Saved entries
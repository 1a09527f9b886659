//! Indented text sink shared by the backends

use cgen_core::CgenError;

/// Accumulates lines of generated source at a tracked indentation depth
#[derive(Debug)]
pub struct Emitter {
    out: String,
    level: usize,
    indent: &'static str,
}

impl Emitter {
    /// Create an empty emitter using `indent` per level
    pub fn new(indent: &'static str) -> Self {
        Self {
            out: String::new(),
            level: 0,
            indent,
        }
    }

    /// Write one line at the current depth
    ///
    /// The text is written as is; a quoted token spanning lines keeps its
    /// content.
    pub fn line(&mut self, text: impl AsRef<str>) {
        let text = text.as_ref();
        if !text.is_empty() {
            self.push_indent();
            self.out.push_str(text);
        }
        self.out.push('\n');
    }

    /// Write a block of source, indenting every line
    ///
    /// Used for the built-in helper templates. Empty lines carry no
    /// trailing whitespace.
    pub fn block(&mut self, text: &str) {
        for line in text.trim_end().lines() {
            if !line.trim().is_empty() {
                self.push_indent();
                self.out.push_str(line);
            }
            self.out.push('\n');
        }
    }

    /// Write user supplied source verbatim, starting at column zero
    ///
    /// Indenting it could move a here-doc terminator or change a multi-line
    /// string. Only trailing newlines are dropped.
    pub fn raw(&mut self, text: &str) {
        let text = text.trim_end_matches(['\n', '\r']);
        if !text.is_empty() {
            self.out.push_str(text);
            self.out.push('\n');
        }
    }

    fn push_indent(&mut self) {
        for _ in 0..self.level {
            self.out.push_str(self.indent);
        }
    }

    /// Write an empty line
    pub fn blank(&mut self) {
        self.out.push('\n');
    }

    /// Run `f` one level deeper
    pub fn indented<T>(
        &mut self,
        f: impl FnOnce(&mut Self) -> Result<T, CgenError>,
    ) -> Result<T, CgenError> {
        self.level += 1;
        let result = f(self);
        self.level -= 1;
        result
    }

    /// Current depth
    pub fn level(&self) -> usize {
        self.level
    }

    /// Take the accumulated text
    pub fn finish(self) -> String {
        self.out
    }
}

#[cfg(test)]
mod tests {
    use super::*;

    #[test]
    fn test_nested_indentation() {
        let mut em = Emitter::new("  ");
        em.line("f() {");
        em.indented(|em| {
            em.line("if true; then");
            em.indented(|em| {
                em.line("echo hi");
                Ok(())
            })?;
            em.line("fi");
            Ok(())
        })
        .unwrap();
        em.line("}");

        assert_eq!(em.finish(), "f() {\n  if true; then\n    echo hi\n  fi\n}\n");
    }

    #[test]
    fn test_block_is_indented_per_line() {
        let mut em = Emitter::new("    ");
        em.indented(|em| {
            em.block("a\n\nb\n");
            Ok(())
        })
        .unwrap();
        assert_eq!(em.finish(), "    a\n\n    b\n");
    }

    #[test]
    fn test_line_keeps_embedded_newlines() {
        let mut em = Emitter::new("  ");
        em.indented(|em| {
            em.line("values=('one\ntwo')");
            Ok(())
        })
        .unwrap();
        assert_eq!(em.finish(), "  values=('one\ntwo')\n");
    }

    #[test]
    fn test_raw_ignores_depth() {
        let mut em = Emitter::new("  ");
        em.indented(|em| {
            em.line("x=$(");
            em.raw("cat <<EOF\n  alpha\nEOF\n\n");
            em.line(")");
            Ok(())
        })
        .unwrap();
        assert_eq!(em.finish(), "  x=$(\ncat <<EOF\n  alpha\nEOF\n  )\n");
    }

    #[test]
    fn test_level_restored_after_error() {
        let mut em = Emitter::new("  ");
        let result: Result<(), CgenError> =
            em.indented(|_| Err(CgenError::Escape("boom".to_string())));
        assert!(result.is_err());
        assert_eq!(em.level(), 0);
    }
}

What needs to be done » If a line in the entries above has the word "Write", copy it.

Expected output »
    /// Write one line at the current depth
    /// Write a block of source, indenting every line
    /// Write user supplied source verbatim, starting at column zero
    /// Write an empty line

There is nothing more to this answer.